![20061002[BakanoKabe].jpg](https://witch-sara.up.seesaa.net/image/200610025BBakanoKabe5D-thumbnail2.jpg)
養老 孟司 著
新潮社 出版
関東と関西における「バカ」と「アホ」のニュアンスの違いは、よく取り上げられる話題だと思います。関西で生まれ育った私はやはり、アホと言われても平気ですが、バカと言われると深く考えてしまいます。ちょうど関東の方々と逆になるのではないかと思います。
今まで深く考えたことがなかったのですが、私の中でのバカとアホの境界線を考えてみました。私なりの表現でいうと、アホには突っ込めるけど、バカには突っ込めない。つまり、直属の部下でその仕事に責任を負う立場でなければ、知らないフリをしてしまうのが、バカです。
たとえば、仕事上で必要な知識を知らなかったり、うっかり大きな忘れ物をしたり、電話対応敬語や謙譲語を使い分けられなかったり、といったことはいくらでも突っ込めます。でも、バカで相手にならないと判断するようなことも多々あります。
その中でも、年々増えてきているケースだと思うのが、他人からの視点の欠落です。私は一種のコンピュータエンジニアでしたが、特定のお客さまを相手にすることが多いサービス業でした。つまり、お客さまが満足されるサービスは何か?を常に考える必要があるわけです。
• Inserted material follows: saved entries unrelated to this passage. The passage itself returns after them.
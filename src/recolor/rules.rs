//! Declarative recolor rule table.
//!
//! The table has four parts: a common rule list applied to every styled
//! element, per-tag overrides applied after it, tags that are never styled,
//! and tags whose background is always replaced even when it looks colorful.

use std::collections::{BTreeMap, BTreeSet};
use std::fmt;

use serde::{Deserialize, Serialize};

/// CSS properties touched by the recolor engine.
#[derive(Debug, Clone, Copy, PartialEq, Eq, PartialOrd, Ord, Hash)]
pub enum Property {
    Color,
    Background,
    BackgroundColor,
    BorderColor,
    BorderTopColor,
    BorderRightColor,
    BorderBottomColor,
    BorderLeftColor,
    OutlineColor,
    CaretColor,
    ColumnRuleColor,
    TextShadow,
    BoxShadow,
    Opacity,
}

impl Property {
    pub fn css_name(self) -> &'static str {
        match self {
            Self::Color => "color",
            Self::Background => "background",
            Self::BackgroundColor => "background-color",
            Self::BorderColor => "border-color",
            Self::BorderTopColor => "border-top-color",
            Self::BorderRightColor => "border-right-color",
            Self::BorderBottomColor => "border-bottom-color",
            Self::BorderLeftColor => "border-left-color",
            Self::OutlineColor => "outline-color",
            Self::CaretColor => "caret-color",
            Self::ColumnRuleColor => "column-rule-color",
            Self::TextShadow => "text-shadow",
            Self::BoxShadow => "box-shadow",
            Self::Opacity => "opacity",
        }
    }

    pub fn is_background(self) -> bool {
        matches!(self, Self::Background | Self::BackgroundColor)
    }
}

impl fmt::Display for Property {
    fn fmt(&self, f: &mut fmt::Formatter<'_>) -> fmt::Result {
        f.write_str(self.css_name())
    }
}

/// Element names the table refers to. Everything else is `Other`.
#[derive(Debug, Clone, PartialEq, Eq, PartialOrd, Ord, Hash)]
pub enum TagName {
    Html,
    Body,
    Div,
    Span,
    P,
    A,
    Img,
    Head,
    Link,
    Style,
    Title,
    Meta,
    Base,
    Br,
    Wbr,
    Script,
    Noscript,
    Progress,
    Embed,
    Iframe,
    Object,
    Portal,
    Source,
    Other(String),
}

impl TagName {
    /// Case-insensitive lookup of a DOM `tagName`.
    pub fn parse(name: &str) -> Self {
        match name.to_ascii_lowercase().as_str() {
            "html" => Self::Html,
            "body" => Self::Body,
            "div" => Self::Div,
            "span" => Self::Span,
            "p" => Self::P,
            "a" => Self::A,
            "img" => Self::Img,
            "head" => Self::Head,
            "link" => Self::Link,
            "style" => Self::Style,
            "title" => Self::Title,
            "meta" => Self::Meta,
            "base" => Self::Base,
            "br" => Self::Br,
            "wbr" => Self::Wbr,
            "script" => Self::Script,
            "noscript" => Self::Noscript,
            "progress" => Self::Progress,
            "embed" => Self::Embed,
            "iframe" => Self::Iframe,
            "object" => Self::Object,
            "portal" => Self::Portal,
            "source" => Self::Source,
            other => Self::Other(other.to_string()),
        }
    }

    /// Lowercase selector form.
    pub fn as_str(&self) -> &str {
        match self {
            Self::Html => "html",
            Self::Body => "body",
            Self::Div => "div",
            Self::Span => "span",
            Self::P => "p",
            Self::A => "a",
            Self::Img => "img",
            Self::Head => "head",
            Self::Link => "link",
            Self::Style => "style",
            Self::Title => "title",
            Self::Meta => "meta",
            Self::Base => "base",
            Self::Br => "br",
            Self::Wbr => "wbr",
            Self::Script => "script",
            Self::Noscript => "noscript",
            Self::Progress => "progress",
            Self::Embed => "embed",
            Self::Iframe => "iframe",
            Self::Object => "object",
            Self::Portal => "portal",
            Self::Source => "source",
            Self::Other(name) => name,
        }
    }
}

/// One `property: value [!important]` declaration.
#[derive(Debug, Clone, PartialEq, Eq)]
pub struct Rule {
    pub property: Property,
    pub value: String,
    pub important: bool,
}

impl Rule {
    pub fn important(property: Property, value: impl Into<String>) -> Self {
        Self {
            property,
            value: value.into(),
            important: true,
        }
    }
}

/// Tunables of the dark palette and the colorfulness exceptions.
#[derive(Debug, Clone, Copy, PartialEq, Eq, Serialize, Deserialize)]
#[serde(default)]
pub struct Palette {
    /// Replacement background for neutral surfaces.
    pub background: [u8; 3],
    /// Keep the original text color when it is not gray.
    pub preserve_text_colors: bool,
    pub text_neutral_distance: u8,
    /// Keep the original background when it is not gray.
    pub preserve_background_colors: bool,
    pub background_neutral_distance: u8,
}

impl Default for Palette {
    fn default() -> Self {
        Self {
            background: [27, 27, 27],
            preserve_text_colors: true,
            text_neutral_distance: 40,
            preserve_background_colors: true,
            background_neutral_distance: 15,
        }
    }
}

impl Palette {
    pub fn background_css(&self) -> String {
        let [r, g, b] = self.background;
        format!("rgb({r}, {g}, {b})")
    }
}

/// Complete rule table.
#[derive(Debug, Clone, PartialEq)]
pub struct RuleTable {
    pub palette: Palette,
    pub common: Vec<Rule>,
    pub per_tag: BTreeMap<TagName, Vec<Rule>>,
    pub excluded: BTreeSet<TagName>,
    pub forced_background: BTreeSet<TagName>,
}

impl Default for RuleTable {
    fn default() -> Self {
        Self::with_palette(Palette::default())
    }
}

impl RuleTable {
    pub fn with_palette(palette: Palette) -> Self {
        use Property::*;

        let common = vec![
            Rule::important(Color, "white"),
            Rule::important(Background, palette.background_css()),
            Rule::important(BackgroundColor, palette.background_css()),
            Rule::important(BorderColor, "white"),
            Rule::important(TextShadow, "none"),
            Rule::important(BoxShadow, "none"),
            Rule::important(BorderBottomColor, "white"),
            Rule::important(BorderLeftColor, "white"),
            Rule::important(BorderRightColor, "white"),
            Rule::important(BorderTopColor, "white"),
            Rule::important(CaretColor, "white"),
            Rule::important(ColumnRuleColor, "white"),
            Rule::important(OutlineColor, "white"),
        ];

        let mut per_tag = BTreeMap::new();
        per_tag.insert(TagName::P, vec![Rule::important(Opacity, "1")]);
        // Transparent anchors keep the surrounding surface visible behind links.
        per_tag.insert(
            TagName::A,
            vec![
                Rule::important(Opacity, "1"),
                Rule::important(BackgroundColor, "transparent"),
            ],
        );
        // Alt text on a white fallback behind transparent images.
        per_tag.insert(
            TagName::Img,
            vec![
                Rule::important(Color, "black"),
                Rule::important(BackgroundColor, "white"),
            ],
        );

        let excluded = [
            TagName::Head,
            TagName::Link,
            TagName::Style,
            TagName::Title,
            TagName::Meta,
            TagName::Base,
            TagName::Br,
            TagName::Wbr,
            TagName::Script,
            TagName::Noscript,
            TagName::Progress,
            TagName::Embed,
            TagName::Iframe,
            TagName::Object,
            TagName::Portal,
            TagName::Source,
        ]
        .into_iter()
        .collect();

        let forced_background = [TagName::Html, TagName::Body, TagName::Img]
            .into_iter()
            .collect();

        Self {
            palette,
            common,
            per_tag,
            excluded,
            forced_background,
        }
    }

    pub fn is_excluded(&self, tag: &TagName) -> bool {
        self.excluded.contains(tag)
    }

    pub fn overrides_for(&self, tag: &TagName) -> &[Rule] {
        self.per_tag.get(tag).map(Vec::as_slice).unwrap_or(&[])
    }

    pub fn forces_background(&self, tag: &TagName) -> bool {
        self.forced_background.contains(tag)
    }
}
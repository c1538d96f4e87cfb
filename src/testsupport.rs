//! Shared test fixtures for snapshot, store and painter test modules.

use std::fs;
use std::path::{Path, PathBuf};
use std::sync::atomic::{AtomicU64, Ordering};
use std::time::{SystemTime, UNIX_EPOCH};

use crate::dom::{Document, SnapshotNode, Viewport};

static TEST_DIR_COUNTER: AtomicU64 = AtomicU64::new(0);

/// Temporary directory fixture with best-effort cleanup.
#[derive(Debug)]
pub struct TestTempDir {
    path: PathBuf,
}

impl TestTempDir {
    /// Create a unique temporary directory with a readable prefix.
    pub fn new(prefix: &str) -> Self {
        let suffix = TEST_DIR_COUNTER.fetch_add(1, Ordering::Relaxed);
        let millis = SystemTime::now()
            .duration_since(UNIX_EPOCH)
            .unwrap_or_default()
            .as_millis();
        let dir = std::env::temp_dir().join(format!("dimmer-{prefix}-{millis}-{suffix}"));
        fs::create_dir_all(&dir).expect("failed to create temporary fixture directory");
        Self { path: dir }
    }

    pub fn path(&self) -> &Path {
        &self.path
    }

    pub fn child(&self, relative: &str) -> PathBuf {
        self.path.join(relative)
    }

    /// Write UTF-8 text to a child path, creating parent directories as needed.
    pub fn write_text(&self, relative: &str, content: &str) -> PathBuf {
        let path = self.child(relative);
        if let Some(parent) = path.parent() {
            fs::create_dir_all(parent).expect("failed to create parent directories for fixture");
        }
        fs::write(&path, content).expect("failed to write fixture file");
        path
    }
}

impl Drop for TestTempDir {
    fn drop(&mut self) {
        let _ = fs::remove_dir_all(&self.path);
    }
}

/// `<html>` with a `<head><style>` and the given body, default viewport.
pub fn page(body: SnapshotNode) -> Document {
    Document::new(
        Viewport::default(),
        SnapshotNode::new("html")
            .child(SnapshotNode::new("head").child(SnapshotNode::new("style")))
            .child(body),
    )
}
お客さまごとに180度違うことを望まれることもないとは言い切れないのですが、大部分のお客さまは普通のことをお望みです。
だから、提供するサービスもそんなに突拍子もないことを考える必要はありません。私が逆にお客さまの立場だったら、それはイヤだろうとか、嬉しいだろうな、程度の想像力があれば、十分できる簡単な仕事と思っていました。
でも、そういう視点がまったく欠落している人に遭遇する確率がぐんと上がり、注意していなければ、そういう基本的なサービスさえ提供できなくなっているような気がしてなりません。顧客満足に対する考え方に違いがあるとかではなく、そもそもそういう視点がないのです。
同じように、後輩として先輩に期待されているのは何か、同僚として同僚に期待されていることは何か、ということさえ考えられず、不協和音を奏でている方が多いように思います。
こんな卑近な例が日常会話のように書かれているわけではありませんが、似たようなことをこの「バカの壁」で見つけました。
「壁」を作ってしまった問題点に触れている場面で、「若い人には個性的であれなんていうふうに言わないで、人の気持ちが分かるようになれというべき」としています。その理由を「他人のことがわからなくて、生きられるわけがない。社会というのは共通性の上に成り立っている」と説明しています。そうなんだよねぇ、と言いながら、過去に経験した驚きを思い出したりしながら、読みました。
タイトルの「バカの壁」というのは、ちょっとドキっとしますが、書かれている内容は、私にとっては特別新しいことではないように思います。たとえば、帯に書かれている「「話せばわかる」なんて大うそ」。話し合えばわかるなんて本当に思っている人が居るのかどうかはわかりませんが、社会人になってから私は思ったことはありません。でも、なぜそうなるのかを深く考えたことはありませんでした。この本の中では、なぜそうなるのかの考察がなされていて、深く考えたことがなかった話題だけに新鮮でした。
私自身がバカの壁を高く作り上げていないか心配である一方、バカの壁に囲まれ生きていくのも案外本人は幸せではないのか、と考えてしまいました。